From Publishers Weekly: Starred Review. In this incisive investigation of the global political and economic forces creating migration, journalist and former labor organizer Bacon offers a detailed examination of the trends transforming, for example, Mexican farmers into California farm workers. Illegal People: How Globalization Creates Migration and Criminalizes ImmigrantsBacon condemns efforts to criminalize illegal immigrants, noting that Congress’s immigration proposals and debates take place outside any discussion of its own trade policies that displace workers and create migration in the first place. The whole process that creates migrants is scarcely considered in the U.S. immigration debate, argues Bacon, who posits that displacement and migration are two perennially necessary ingredients of capitalist growth. According to the author, the same system… produces migration needs and uses that labor while the vulnerable undocumented or guest-worker status keeps that labor controllable and cheap. Readers disinclined to consider economic rights as human rights may balk at the general direction, but Bacon’s timely analysis is as cool and competent as his labor advocacy is unapologetic. In mapping the political economy of migration, with an unwavering eye on the rights and dignity of working people, Bacon offers an invaluable corrective to America’s hobbled discourse on immigration and a spur to genuine, creative action. (Sept.)

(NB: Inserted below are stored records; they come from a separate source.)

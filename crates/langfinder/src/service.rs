//! LangFinderService: langfinder クレートの統合ファサード。
//!
//! - コードレジストリ (CodeRegistry)
//! - 言語コーパス (永続化済みコーパス、または生レジストリからの正規化)
//! - 検索エンジン (LanguageSearcher)
//! - 最短タグ解決 (ShortestTagResolver)
//!
//! HTTP API などの外部からは、この構造体だけを意識すればよい。
//! すべての状態は起動時に一度だけ構築され、以後は読み取り専用。

use std::collections::HashSet;

use tracing::{info, warn};

use crate::config::LangFinderConfig;
use crate::errors::LangFinderResult;
use crate::highlight::highlight_matches;
use crate::models::{FormattedSegment, LanguageRecord, RawRegistryEntry, TagGroup};
use crate::normalizer::{DataNormalizer, NormalizationReport};
use crate::registry::{
  CodeRegistry, load_corpus, load_known_codes, load_raw_registry, load_tag_groups,
};
use crate::searcher::{LanguageSearcher, SearcherOptions, TierBatch};
use crate::tags::{ShortestTagResolver, build_tag_groups};

/// langfinder クレートの統合ファサード。
pub struct LangFinderService {
  /// 起動時の設定
  config: LangFinderConfig,

  /// スクリプト名・地域名・スクリプトサンプル
  registry: CodeRegistry,

  /// 検索エンジン（コーパスを所有する）
  searcher: LanguageSearcher,

  /// 最短タグ解決
  tags: ShortestTagResolver,

  /// 起動時に正規化した場合のみ保持するレポート
  normalization_report: Option<NormalizationReport>,
}

impl std::fmt::Debug for LangFinderService {
  fn fmt(&self, f: &mut std::fmt::Formatter<'_>) -> std::fmt::Result {
    f.debug_struct("LangFinderService")
      .field("records", &self.searcher.len())
      .field("tags", &self.tags.len())
      .finish_non_exhaustive()
  }
}

impl LangFinderService {
  /// 初期化（レジストリ読み込み + コーパス取得 + 検索エンジン構築）
  ///
  /// # 処理フロー
  /// 1. 設定の妥当性を検証
  /// 2. スクリプト・地域のコードレジストリを読み込む
  /// 3. コーパスを取得する
  ///    - `data.corpus_path` があれば永続化済みコーパスを読み込む
  ///    - なければ `data.raw_registry_path` の生レジストリを正規化する
  /// 4. タググループを取得する
  ///    - `data.tag_groups_path` があれば読み込む
  ///    - なければ生レジストリから構築する（生レジストリもなければ空）
  /// 5. LanguageSearcher と ShortestTagResolver を構築
  ///
  /// # エラー
  /// - 設定が不正
  /// - データファイルの読み込み・解析失敗
  /// - インデックス構築失敗
  pub fn init(config: &LangFinderConfig) -> LangFinderResult<Self> {
    // 設定の妥当性を検証（ConfigError は #[from] で LangFinderError に自動変換）
    config.validate()?;

    let data = &config.data;
    let registry = CodeRegistry::from_json_files(
      data.scripts_path.as_deref(),
      data.regions_path.as_deref(),
      data.script_samples_path.as_deref(),
    )?;

    // 生レジストリはコーパスかタググループのどちらかで必要な場合のみ読み込む
    let needs_raw = data.corpus_path.is_none() || data.tag_groups_path.is_none();
    let raw_entries: Option<Vec<RawRegistryEntry>> = match &data.raw_registry_path {
      Some(path) if needs_raw => Some(load_raw_registry(path)?),
      _ => None,
    };

    let (corpus, normalization_report) = match (&data.corpus_path, &raw_entries) {
      (Some(path), _) => (load_corpus(path)?, None),
      (None, Some(entries)) => {
        let known_codes = match &data.known_codes_path {
          Some(path) => load_known_codes(path)?,
          None => HashSet::new(),
        };
        let output = DataNormalizer::new(&registry, &known_codes).normalize(entries);
        if output.report.has_ambiguities() {
          warn!(
            count = output.report.ambiguous_expansions.len(),
            "Unresolved macrolanguage expansions in raw registry"
          );
        }
        (output.records, Some(output.report))
      }
      // validate() により到達しない
      (None, None) => (Vec::new(), None),
    };

    let tag_groups = match (&data.tag_groups_path, &raw_entries) {
      (Some(path), _) => load_tag_groups(path)?,
      (None, Some(entries)) => build_tag_groups(entries),
      (None, None) => {
        info!("No tag group source configured; tags resolve to themselves");
        Vec::new()
      }
    };

    let mut service = Self::from_parts(config, registry, corpus, &tag_groups)?;
    service.normalization_report = normalization_report;
    Ok(service)
  }

  /// 読み込み済みのデータからサービスを構築する。
  ///
  /// ファイルを介さずにサービスを組み立てる場合（テスト等）に使用する。
  pub fn from_parts(
    config: &LangFinderConfig,
    registry: CodeRegistry,
    corpus: Vec<LanguageRecord>,
    tag_groups: &[TagGroup],
  ) -> LangFinderResult<Self> {
    let searcher = LanguageSearcher::new(corpus, SearcherOptions::from_config(&config.search))?;
    let tags = ShortestTagResolver::new(tag_groups);

    info!(records = searcher.len(), tags = tags.len(), "LangFinderService initialized");

    Ok(Self {
      config: config.clone(),
      registry,
      searcher,
      tags,
      normalization_report: None,
    })
  }

  // ===== 検索 =====

  /// 全ティアを優先順に実行し、重複を除いた結果を返す。
  ///
  /// `limit` は `search.default_limit` / `search.max_limit` で補正される。
  pub fn search(&self, query: &str, limit: Option<usize>) -> Vec<&LanguageRecord> {
    let limit = self.config.effective_limit(limit);
    let mut results = self.searcher.search_for_language(query);
    results.truncate(limit);
    results
  }

  /// ティアごとのバッチを返す。
  ///
  /// 全バッチの合計件数は `limit` で打ち切られ、上限に達した時点で
  /// 以降のティアは実行しない。
  pub fn search_tiers(&self, query: &str, limit: Option<usize>) -> Vec<TierBatch<'_, LanguageRecord>> {
    let mut remaining = self.config.effective_limit(limit);
    let mut cursor = self.searcher.incremental(query);
    let mut batches = Vec::new();

    while let Some(mut batch) = cursor.next() {
      batch.records.truncate(remaining);
      remaining -= batch.records.len();
      batches.push(batch);

      if remaining == 0 {
        cursor.cancel();
      }
    }

    batches
  }

  /// 表示文字列をクエリの出現箇所で分割する。
  pub fn highlight(&self, query: &str, text: &str) -> Vec<FormattedSegment> {
    highlight_matches(query, text)
  }

  /// タグを最短タグに解決する（未知のタグはそのまま返す）。
  pub fn resolve_tag<'a>(&'a self, tag: &'a str) -> &'a str {
    self.tags.resolve(tag)
  }

  /// コードに対応するレコードを返す。
  pub fn record(&self, code: &str) -> Option<&LanguageRecord> {
    self.searcher.record_by_code(code)
  }

  /// スクリプトのサンプル文字列を返す。
  pub fn script_sample(&self, script_code: &str) -> Option<&str> {
    self.registry.script_sample(script_code)
  }

  // ===== アクセサ =====

  /// コーパスのレコード数を返す。
  pub fn corpus_len(&self) -> usize {
    self.searcher.len()
  }

  /// 起動時に正規化を行った場合、そのレポートを返す。
  pub fn normalization_report(&self) -> Option<&NormalizationReport> {
    self.normalization_report.as_ref()
  }

  /// 内部の LanguageSearcher への参照を返す。
  pub fn searcher(&self) -> &LanguageSearcher {
    &self.searcher
  }

  /// 起動時の設定を返す。
  pub fn config(&self) -> &LangFinderConfig {
    &self.config
  }
}

// ─────────────────────────────────────────────────────────────────────────────
// テストモジュール
// ─────────────────────────────────────────────────────────────────────────────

Product Description: For two decades veteran photojournalist David Bacon has documented the connections between labor, migration, and the global economy. In Illegal People Bacon explores the human side of globalization, exposing the many ways it uproots people in Latin America and Asia, driving them to migrate. At the same time, U.S. immigration policy makes the labor of those displaced people a crime in the United States. Illegal People explains why our national policy produces even more displacement, more migration, more immigration raids, and a more divided, polarized society.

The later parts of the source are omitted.